To achieve this level of sensitivity, the PureGenome™ Low Input NGS kit utilizes a unique technology that adds adaptors to sheared genomic DNA with ultra-high efficiency. This methodology enables the previous limits of NGS library construction to be reduced to below 1 ng. Additionally, this approach greatly simplifies NGS library construction. As compared to conventional approaches that require DNA isolation between protocol steps, the PureGenome™ Low Input NGS process occurs in a single tube and does not require any in process DNA isolation steps.

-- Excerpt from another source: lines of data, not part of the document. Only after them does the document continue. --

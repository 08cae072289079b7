pub mod certificate;
pub mod manage_hooks;

use thiserror::Error;

use crate::config::ConfigError;
use crate::hooks::HookError;
use certificate::CertificateError;
use manage_hooks::ManageHooksError;

/// Failure of a top-level command, carrying its process exit code.
#[derive(Debug, Error)]
pub enum CommandError {
    #[error(transparent)]
    Config(#[from] ConfigError),

    #[error(transparent)]
    Certificate(#[from] CertificateError),

    #[error(transparent)]
    ManageHooks(#[from] ManageHooksError),

    #[error(transparent)]
    Hook(#[from] HookError),

    #[error("Failed to write JSON output: {0}")]
    Output(#[from] serde_json::Error),
}

impl CommandError {
    pub fn exit_code(&self) -> i32 {
        match self {
            CommandError::ManageHooks(e) => e.exit_code(),
            CommandError::Hook(e) => e.exit_code(),
            CommandError::Config(_) | CommandError::Certificate(_) | CommandError::Output(_) => 1,
        }
    }
}
//! Hearth Core - Shared types and subprocess plumbing
//!
//! This crate holds the record types printed by the admin helpers
//! (`hearth-letsencrypt`, `hearth-network-setup`) and the subprocess
//! invoker they use to drive external privileged tools.
//!
//! Anything that knows about a specific tool (certbot, Apache, nmcli)
//! lives in the `hearth` crate.

pub mod process;
mod status;

pub use process::{CommandOutput, CommandRunner, ProcessError, SystemRunner};
pub use status::*;
//! Dependent-module action invocation.
//!
//! Each dependent module ships an executable in the actions directory named
//! after the module. Actions are resolved to a canonical path that must stay
//! inside the canonical actions directory before anything is spawned.

use std::path::{Path, PathBuf};

use hearth_core::{CommandOutput, CommandRunner, ProcessError};
use thiserror::Error;

use crate::validation::validate_module;

#[derive(Debug, Error)]
pub enum ActionError {
    #[error("Invalid action name '{0}'")]
    InvalidName(String),

    #[error("Action '{action}' not found in {}: {source}", .dir.display())]
    NotFound {
        action: String,
        dir: PathBuf,
        #[source]
        source: std::io::Error,
    },

    #[error("Action '{action}' resolves outside {}", .dir.display())]
    OutsideDirectory { action: String, dir: PathBuf },

    #[error("Action '{action}' could not be started: {source}")]
    Spawn {
        action: String,
        #[source]
        source: ProcessError,
    },

    #[error("Action '{action}' failed ({})\n{}", describe_code(.code), format_output(.stdout, .stderr))]
    Failed {
        action: String,
        code: Option<i32>,
        stdout: String,
        stderr: String,
    },
}

impl ActionError {
    pub fn action(&self) -> &str {
        match self {
            ActionError::InvalidName(action) => action,
            ActionError::NotFound { action, .. }
            | ActionError::OutsideDirectory { action, .. }
            | ActionError::Spawn { action, .. }
            | ActionError::Failed { action, .. } => action,
        }
    }

    pub fn exit_code(&self) -> i32 {
        match self {
            ActionError::Failed {
                code: Some(code), ..
            } if *code != 0 => *code,
            _ => 1,
        }
    }
}

fn describe_code(code: &Option<i32>) -> String {
    match *code {
        Some(code) => format!("exit code {code}"),
        None => "terminated by signal".to_string(),
    }
}

fn format_output(stdout: &str, stderr: &str) -> String {
    format!("stdout: {}\nstderr: {}", stdout.trim(), stderr.trim())
}

pub struct ModuleActions<'a> {
    runner: &'a dyn CommandRunner,
    actions_dir: &'a Path,
}

impl<'a> ModuleActions<'a> {
    pub fn new(runner: &'a dyn CommandRunner, actions_dir: &'a Path) -> Self {
        Self {
            runner,
            actions_dir,
        }
    }

    /// Canonical path of `action`, guaranteed to live in the actions directory.
    pub fn resolve(&self, action: &str) -> Result<PathBuf, ActionError> {
        let action = validate_module(action)
            .map_err(|_| ActionError::InvalidName(action.to_string()))?;

        let not_found = |source| ActionError::NotFound {
            action: action.clone(),
            dir: self.actions_dir.to_path_buf(),
            source,
        };
        let dir = self.actions_dir.canonicalize().map_err(not_found)?;
        let path = dir.join(&action).canonicalize().map_err(not_found)?;

        if !path.starts_with(&dir) || !path.is_file() {
            return Err(ActionError::OutsideDirectory {
                action,
                dir: self.actions_dir.to_path_buf(),
            });
        }
        Ok(path)
    }

    pub fn run(&self, action: &str, args: &[String]) -> Result<CommandOutput, ActionError> {
        let path = self.resolve(action)?;
        tracing::info!(action, path = %path.display(), ?args, "running module action");

        let output = self
            .runner
            .run(&path.to_string_lossy(), args)
            .map_err(|source| ActionError::Spawn {
                action: action.to_string(),
                source,
            })?;
        if !output.success() {
            return Err(ActionError::Failed {
                action: action.to_string(),
                code: output.code,
                stdout: output.stdout,
                stderr: output.stderr,
            });
        }
        Ok(output)
    }
}
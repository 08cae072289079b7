mod document;
mod editor;

pub use editor::*;
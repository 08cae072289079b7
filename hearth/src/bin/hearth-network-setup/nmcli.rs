use hearth_core::{CommandRunner, ProcessError};

use crate::plan::{Connection, Device, parse_devices};

/// NetworkManager through its command-line client.
pub struct Nmcli<'a> {
    runner: &'a dyn CommandRunner,
    program: &'a str,
}

impl<'a> Nmcli<'a> {
    pub fn new(runner: &'a dyn CommandRunner, program: &'a str) -> Self {
        Self { runner, program }
    }

    pub fn devices(&self) -> Result<Vec<Device>, ProcessError> {
        let args = ["--terse", "--fields", "DEVICE,TYPE", "device"]
            .iter()
            .map(|s| s.to_string())
            .collect::<Vec<_>>();
        let output = self.runner.run(self.program, &args)?.into_success()?;
        Ok(parse_devices(&output.stdout))
    }

    pub fn add(&self, connection: &Connection, passphrase: Option<&str>) -> Result<(), ProcessError> {
        tracing::info!(connection = %connection, "creating connection");
        self.runner
            .run(self.program, &connection.nmcli_args(passphrase))?
            .into_success()
            .map(|_| ())
    }
}
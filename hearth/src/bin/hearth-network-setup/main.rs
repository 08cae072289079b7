//! First-boot network setup for a freshly flashed box.
//!
//! Runs once: the done marker in the state directory turns later runs into
//! no-ops unless `--force` is given.

mod nmcli;
mod plan;

use std::path::{Path, PathBuf};

use clap::Parser;
use hearth_core::{CommandRunner, ProcessError, SystemRunner};
use thiserror::Error;
use tracing_subscriber::EnvFilter;

use nmcli::Nmcli;

const DONE_MARKER: &str = "network-setup.done";
const MIN_PASSPHRASE_LEN: usize = 8;

/// Configure network interfaces through NetworkManager on first boot
#[derive(Parser, Debug)]
#[command(name = "hearth-network-setup")]
#[command(version)]
struct Args {
    /// Print the plan without changing anything
    #[arg(long)]
    dry_run: bool,

    /// Run even if setup already completed
    #[arg(long)]
    force: bool,

    /// WPA passphrase for the access points created on wireless interfaces
    #[arg(long, env = "HEARTH_WIFI_PASSPHRASE", hide_env_values = true)]
    wifi_passphrase: Option<String>,

    /// Where the done marker is kept
    #[arg(long, env = "HEARTH_STATE_DIR", default_value = "/var/lib/hearth")]
    state_dir: PathBuf,

    /// NetworkManager client
    #[arg(long, env = "HEARTH_NMCLI", default_value = "nmcli")]
    nmcli: String,

    /// Show verbose output
    #[arg(short = 'v', long)]
    verbose: bool,
}

#[derive(Debug, Error)]
enum SetupError {
    #[error("Wi-Fi passphrase must be at least 8 characters")]
    PassphraseTooShort,

    #[error(transparent)]
    Nmcli(#[from] ProcessError),

    #[error("Failed to write {}: {source}", .path.display())]
    Marker {
        path: PathBuf,
        #[source]
        source: std::io::Error,
    },
}

#[derive(Debug, PartialEq, Eq)]
enum Outcome {
    AlreadyDone,
    Planned,
    Applied(usize),
}

fn done_marker(state_dir: &Path) -> PathBuf {
    state_dir.join(DONE_MARKER)
}

fn setup(args: &Args, runner: &dyn CommandRunner) -> Result<Outcome, SetupError> {
    let passphrase = args.wifi_passphrase.as_deref();
    if passphrase.is_some_and(|p| p.chars().count() < MIN_PASSPHRASE_LEN) {
        return Err(SetupError::PassphraseTooShort);
    }

    let marker = done_marker(&args.state_dir);
    if marker.exists() && !args.force {
        tracing::info!(marker = %marker.display(), "network setup already done");
        return Ok(Outcome::AlreadyDone);
    }

    let nmcli = Nmcli::new(runner, &args.nmcli);
    let devices = nmcli.devices()?;
    tracing::info!(count = devices.len(), "found network devices");
    let plan = plan::plan(&devices, passphrase.is_some());

    for (device, reason) in &plan.skipped {
        tracing::warn!(device = %device, "leaving interface unconfigured: {reason}");
    }

    if args.dry_run {
        for connection in &plan.connections {
            println!("{connection}");
        }
        for (device, reason) in &plan.skipped {
            println!("{device}: skipped ({reason})");
        }
        return Ok(Outcome::Planned);
    }

    for connection in &plan.connections {
        nmcli.add(connection, passphrase)?;
    }

    std::fs::create_dir_all(&args.state_dir)
        .and_then(|()| std::fs::write(&marker, ""))
        .map_err(|source| SetupError::Marker {
            path: marker.clone(),
            source,
        })?;
    Ok(Outcome::Applied(plan.connections.len()))
}

fn main() {
    let args = Args::parse();

    tracing_subscriber::fmt()
        .with_env_filter(EnvFilter::try_from_default_env().unwrap_or_else(|_| {
            if args.verbose {
                EnvFilter::new("info")
            } else {
                EnvFilter::new("warn")
            }
        }))
        .with_writer(std::io::stderr)
        .with_target(false)
        .init();

    match setup(&args, &SystemRunner) {
        Ok(Outcome::Applied(count)) => {
            tracing::info!(connections = count, "network setup complete");
        }
        Ok(Outcome::AlreadyDone | Outcome::Planned) => {}
        Err(e) => {
            eprintln!("hearth-network-setup: {e}");
            std::process::exit(1);
        }
    }
}
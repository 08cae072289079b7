//! Apache virtual host for the box's certificate.

use std::fs;
use std::io;
use std::path::Path;

use hearth_core::{CommandRunner, ProcessError};

use crate::config::{PathsConfig, ProgramsConfig, site_name};

const SITE_TEMPLATE: &str = r#"<IfModule mod_ssl.c>
<VirtualHost _default_:443>
	ServerAdmin webmaster@localhost
	ServerName {domain}
	DocumentRoot {webroot}

	<Directory {webroot}>
		Options FollowSymLinks
		AllowOverride None
	</Directory>

	ErrorLog ${APACHE_LOG_DIR}/error.log
	CustomLog ${APACHE_LOG_DIR}/access.log combined

	SSLEngine on
	SSLCertificateFile {live}/{domain}/fullchain.pem
	SSLCertificateKeyFile {live}/{domain}/privkey.pem
	SSLCertificateChainFile {live}/{domain}/chain.pem
</VirtualHost>
</IfModule>
"#;

/// Render the virtual host for `domain`.
pub fn render_site_config(domain: &str, live_dir: &Path, webroot: &Path) -> String {
    SITE_TEMPLATE
        .replace("{live}", &live_dir.to_string_lossy())
        .replace("{webroot}", &webroot.to_string_lossy())
        .replace("{domain}", domain)
}

pub struct Apache<'a> {
    runner: &'a dyn CommandRunner,
    programs: &'a ProgramsConfig,
    paths: &'a PathsConfig,
}

impl<'a> Apache<'a> {
    pub fn new(
        runner: &'a dyn CommandRunner,
        programs: &'a ProgramsConfig,
        paths: &'a PathsConfig,
    ) -> Self {
        Self {
            runner,
            programs,
            paths,
        }
    }

    /// Write the site config unless one already exists.
    ///
    /// Returns `true` when a file was written.
    pub fn setup_site(&self, domain: &str) -> io::Result<bool> {
        let path = self.paths.site_config_file(domain);
        if path.exists() {
            tracing::debug!(path = %path.display(), "site config already present");
            return Ok(false);
        }

        if let Some(parent) = path.parent() {
            fs::create_dir_all(parent)?;
        }
        let content = render_site_config(domain, &self.paths.live_dir(), &self.paths.webroot);
        fs::write(&path, content)?;
        tracing::info!(path = %path.display(), "wrote site config");
        Ok(true)
    }

    pub fn enable_site(&self, domain: &str) -> Result<(), ProcessError> {
        self.toggle(&self.programs.a2ensite, domain)
    }

    pub fn disable_site(&self, domain: &str) -> Result<(), ProcessError> {
        self.toggle(&self.programs.a2dissite, domain)
    }

    pub fn is_site_enabled(&self, domain: &str) -> bool {
        self.paths.site_enabled_file(domain).exists()
    }

    fn toggle(&self, program: &str, domain: &str) -> Result<(), ProcessError> {
        let args = vec!["--quiet".to_string(), site_name(domain)];
        self.runner.run(program, &args)?.into_success().map(|_| ())
    }
}

#[cfg(test)]
mod tests {
    use super::*;
    use crate::testing::{FakeRunner, TestBox};

    #[test]
    fn template_substitutes_domain_in_four_places() {
        let content = render_site_config(
            "box.example.org",
            Path::new("/etc/letsencrypt/live"),
            Path::new("/var/www/html"),
        );
        assert_eq!(content.matches("box.example.org").count(), 4);
        assert!(content.contains("ServerName box.example.org\n"));
        assert!(content.contains(
            "SSLCertificateFile /etc/letsencrypt/live/box.example.org/fullchain.pem"
        ));
        assert!(content.contains(
            "SSLCertificateKeyFile /etc/letsencrypt/live/box.example.org/privkey.pem"
        ));
        assert!(content.contains("${APACHE_LOG_DIR}/error.log"));
    }

    #[test]
    fn setup_site_is_idempotent() {
        let test_box = TestBox::new(Some("box.example.org"));
        let runner = FakeRunner::succeeding();
        let apache = Apache::new(&runner, &test_box.config.programs, &test_box.config.paths);
        let path = test_box.config.paths.site_config_file("box.example.org");

        assert!(apache.setup_site("box.example.org").unwrap());
        let first = fs::read(&path).unwrap();

        assert!(!apache.setup_site("box.example.org").unwrap());
        assert_eq!(fs::read(&path).unwrap(), first);
        assert!(runner.calls().is_empty());
    }

    #[test]
    fn setup_site_never_overwrites_existing_file() {
        let test_box = TestBox::new(Some("box.example.org"));
        let runner = FakeRunner::succeeding();
        let apache = Apache::new(&runner, &test_box.config.programs, &test_box.config.paths);
        let path = test_box.config.paths.site_config_file("box.example.org");
        fs::write(&path, "# hand edited\n").unwrap();

        assert!(!apache.setup_site("box.example.org").unwrap());
        assert_eq!(fs::read_to_string(&path).unwrap(), "# hand edited\n");
    }

    #[test]
    fn enable_and_disable_use_site_name() {
        let test_box = TestBox::new(Some("box.example.org"));
        let runner = FakeRunner::succeeding();
        let apache = Apache::new(&runner, &test_box.config.programs, &test_box.config.paths);

        apache.enable_site("box.example.org").unwrap();
        apache.disable_site("box.example.org").unwrap();

        assert_eq!(
            runner.command_lines(),
            vec![
                "a2ensite --quiet box.example.org-hearth",
                "a2dissite --quiet box.example.org-hearth",
            ]
        );
    }

    #[test]
    fn enabled_state_follows_sites_enabled() {
        let test_box = TestBox::new(Some("box.example.org"));
        let runner = FakeRunner::succeeding();
        let apache = Apache::new(&runner, &test_box.config.programs, &test_box.config.paths);

        assert!(!apache.is_site_enabled("box.example.org"));
        fs::write(
            test_box.config.paths.site_enabled_file("box.example.org"),
            "",
        )
        .unwrap();
        assert!(apache.is_site_enabled("box.example.org"));
    }
}
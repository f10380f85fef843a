//! Best-effort publisher
//!
//! The fan-out channel is an advisory broadcast and never the system of
//! record: publishing has no return value and no delivery guarantee. Clients
//! that miss messages reconcile against the ordered event log.

use crate::types::{Message, Topic};
use async_trait::async_trait;
use dashmap::DashMap;
use tokio::sync::broadcast;
use tokio_stream::wrappers::BroadcastStream;

/// Capability for fanning out committed events to observers
#[async_trait]
pub trait Publisher<T>: Send + Sync {
    /// Publish to a topic. Best effort; delivery failures are swallowed.
    async fn publish(&self, topic: &Topic, message: Message<T>);
}

/// In-process broadcast bus, one channel per topic
pub struct BroadcastBus<T> {
    channels: DashMap<Topic, broadcast::Sender<Message<T>>>,
    capacity: usize,
}

impl<T: Clone> BroadcastBus<T> {
    /// Create a bus whose per-topic channels buffer `capacity` messages.
    /// Slow subscribers that fall further behind observe a lag gap and are
    /// expected to reconcile from the event log.
    pub fn new(capacity: usize) -> Self {
        Self {
            channels: DashMap::new(),
            capacity,
        }
    }

    fn sender(&self, topic: &Topic) -> broadcast::Sender<Message<T>> {
        self.channels
            .entry(topic.clone())
            .or_insert_with(|| broadcast::channel(self.capacity).0)
            .clone()
    }

    /// Subscribe to a topic
    pub fn subscribe(&self, topic: &Topic) -> broadcast::Receiver<Message<T>> {
        self.sender(topic).subscribe()
    }

    /// Subscribe to a topic as a stream
    pub fn subscribe_stream(&self, topic: &Topic) -> BroadcastStream<Message<T>>
    where
        T: Send + 'static,
    {
        BroadcastStream::new(self.subscribe(topic))
    }
}

#[async_trait]
impl<T: Clone + Send + Sync + 'static> Publisher<T> for BroadcastBus<T> {
    async fn publish(&self, topic: &Topic, message: Message<T>) {
        // A send error only means nobody is listening right now
        if self.sender(topic).send(message).is_err() {
            tracing::trace!(topic = %topic, "No subscribers for broadcast");
        }
    }
}

/// Publisher that drops everything, for tests and headless deployments
#[derive(Debug, Clone, Copy, Default)]
pub struct NoopPublisher;

#[async_trait]
impl<T: Send + 'static> Publisher<T> for NoopPublisher {
    async fn publish(&self, _topic: &Topic, _message: Message<T>) {}
}

#[cfg(test)]
mod tests {
    use super::*;

    #[tokio::test]
    async fn test_broadcast_reaches_subscriber() {
        let bus: BroadcastBus<String> = BroadcastBus::new(16);
        let topic = Topic::new("payout");
        let mut rx = bus.subscribe(&topic);

        bus.publish(&topic, Message::new("hello".to_string())).await;

        let received = rx.recv().await.unwrap();
        assert_eq!(received.payload, "hello");
    }

    #[tokio::test]
    async fn test_publish_without_subscribers_is_silent() {
        let bus: BroadcastBus<String> = BroadcastBus::new(16);
        let topic = Topic::new("payout");

        // Nobody listening; must not error or panic
        bus.publish(&topic, Message::new("dropped".to_string()))
            .await;
    }

    #[tokio::test]
    async fn test_topics_are_isolated() {
        let bus: BroadcastBus<u32> = BroadcastBus::new(16);
        let payouts = Topic::new("payout");
        let ledger = Topic::new("ledger_transaction");

        let mut rx = bus.subscribe(&payouts);
        bus.publish(&ledger, Message::new(1)).await;
        bus.publish(&payouts, Message::new(2)).await;

        assert_eq!(rx.recv().await.unwrap().payload, 2);
    }

    #[tokio::test]
    async fn test_noop_publisher() {
        let publisher = NoopPublisher;
        publisher
            .publish(&Topic::new("payout"), Message::new(42u32))
            .await;
    }
}
//! Error types for the ledger

use crate::types::{Currency, PayoutStatus};
use thiserror::Error;

/// Result type for ledger operations
pub type Result<T> = std::result::Result<T, Error>;

/// Ledger errors
#[derive(Error, Debug)]
pub enum Error {
    /// Entry amount is zero or negative
    #[error("Non-positive amount: {0}")]
    NonPositiveAmount(String),

    /// Debit and credit legs differ
    #[error("Unbalanced transaction: debit {debit} != credit {credit}")]
    Unbalanced {
        /// Debit leg
        debit: String,
        /// Credit leg
        credit: String,
    },

    /// Arithmetic across different currencies
    #[error("Currency mismatch: {left} vs {right}")]
    CurrencyMismatch {
        /// Left operand currency
        left: Currency,
        /// Right operand currency
        right: Currency,
    },

    /// Amount string failed to parse or exceeds the fixed scale
    #[error("Invalid amount: {0}")]
    InvalidAmount(String),

    /// Referenced account does not exist
    #[error("Unknown account: {0}")]
    UnknownAccount(String),

    /// Account code already taken
    #[error("Account already exists: {0}")]
    AccountExists(String),

    /// Transaction id already committed (idempotent retries are resolved
    /// before this surfaces; seeing it is a programmer bug)
    #[error("Duplicate transaction: {0}")]
    DuplicateTransaction(String),

    /// Same transaction id re-posted with a different payload
    #[error("Transaction conflict: {0}")]
    TransactionConflict(String),

    /// Transaction not found
    #[error("Transaction not found: {0}")]
    TransactionNotFound(String),

    /// Event not found
    #[error("Event not found: {0}")]
    EventNotFound(String),

    /// Payout row not found
    #[error("Payout not found: {0}")]
    PayoutNotFound(String),

    /// Attempted payout state change the transition table forbids
    #[error("Illegal transition: {from} -> {to}")]
    IllegalTransition {
        /// Current state
        from: PayoutStatus,
        /// Attempted state
        to: PayoutStatus,
    },

    /// Invariant violation (balance-to-zero, sequence density, etc.)
    #[error("Invariant violation: {0}")]
    InvariantViolation(String),

    /// Storage engine error
    #[error("Storage error: {0}")]
    Storage(String),

    /// Configuration error
    #[error("Configuration error: {0}")]
    Config(String),
}
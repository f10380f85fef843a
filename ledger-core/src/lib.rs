//! PayRail Ledger Core
//!
//! Double-entry ledger with an ordered event log and in-transaction read
//! models.
//!
//! # Architecture
//!
//! - **Single Writer**: all tables behind one commit lock; a unit of work
//!   stages writes and commits all-or-nothing
//! - **Double-Entry**: every transaction is exactly two immutable entries
//!   that balance to zero
//! - **Synchronous Events**: events commit in the same atomic unit as the
//!   state they describe; no outbox, no eventual consistency
//! - **Derived Read Models**: balances and summaries update in-transaction
//!   and rebuild byte-equal from source tables
//!
//! # Invariants
//!
//! - Balance to zero: Σ(debits) == Σ(credits) per transaction, two entries
//! - Entries, events, and transactions never change after commit
//! - Event sequence numbers form the dense set {1..N}
//! - Read models equal their recomputation from source truth

#![forbid(unsafe_code)]
#![warn(missing_docs, rust_2018_idioms, unused_qualifications)]

pub mod accounts;
pub mod error;
pub mod events;
pub mod ledger;
pub mod metrics;
pub mod projector;
pub mod store;
pub mod types;

// Re-exports
pub use error::{Error, Result};
pub use ledger::{Ledger, NewTransaction, Posting};
pub use store::{Store, UnitOfWork};
pub use types::{
    Account, AccountBalance, AccountId, AccountType, AggregateType, Amount, Currency, EventKind,
    EventRecord, LedgerEntry, LedgerTransaction, Payout, PayoutStatus, Side, TransactionId,
};
//! Core types for the fan-out channel

use serde::{Deserialize, Serialize};
use std::fmt;
use uuid::Uuid;

/// Broadcast topic, one per aggregate type
#[derive(Debug, Clone, PartialEq, Eq, Hash)]
pub struct Topic(String);

impl Topic {
    /// Create new topic
    pub fn new(s: impl Into<String>) -> Self {
        Self(s.into())
    }

    /// Get as string
    pub fn as_str(&self) -> &str {
        &self.0
    }
}

impl From<String> for Topic {
    fn from(s: String) -> Self {
        Self(s)
    }
}

impl From<&str> for Topic {
    fn from(s: &str) -> Self {
        Self(s.to_string())
    }
}

impl fmt::Display for Topic {
    fn fmt(&self, f: &mut fmt::Formatter<'_>) -> fmt::Result {
        write!(f, "{}", self.0)
    }
}

/// Generic broadcast message
#[derive(Debug, Clone, Serialize, Deserialize)]
pub struct Message<T> {
    /// Message ID
    pub message_id: Uuid,

    /// Timestamp
    pub timestamp: chrono::DateTime<chrono::Utc>,

    /// Payload
    pub payload: T,
}

impl<T> Message<T> {
    /// Create new message
    pub fn new(payload: T) -> Self {
        Self {
            message_id: Uuid::new_v4(),
            timestamp: chrono::Utc::now(),
            payload,
        }
    }
}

Once library construction is complete, in a final step, DNA purification and size selection is performed using the Agencourt® AMPure® XP beads provided with this kit.
Sensitive: Generate libraries with as little as 50 pg of input DNA
Fast: Construct instrument ready libraries in about 2 hours
Convenient: Single tube repair, ligation, and amplification steps & no DNA purification step required.
Robust: High diversity, low duplicate reads.
Proven: Demonstrated performance in ChIP-seq library construction
Reproducible: Get reproducible libraries across 50pg – 50ng range
Complete: All key reagents provided including 12 Illumina indexing barcodes and Agencourt® AMPure® XP beads for recovery and concentration of final library.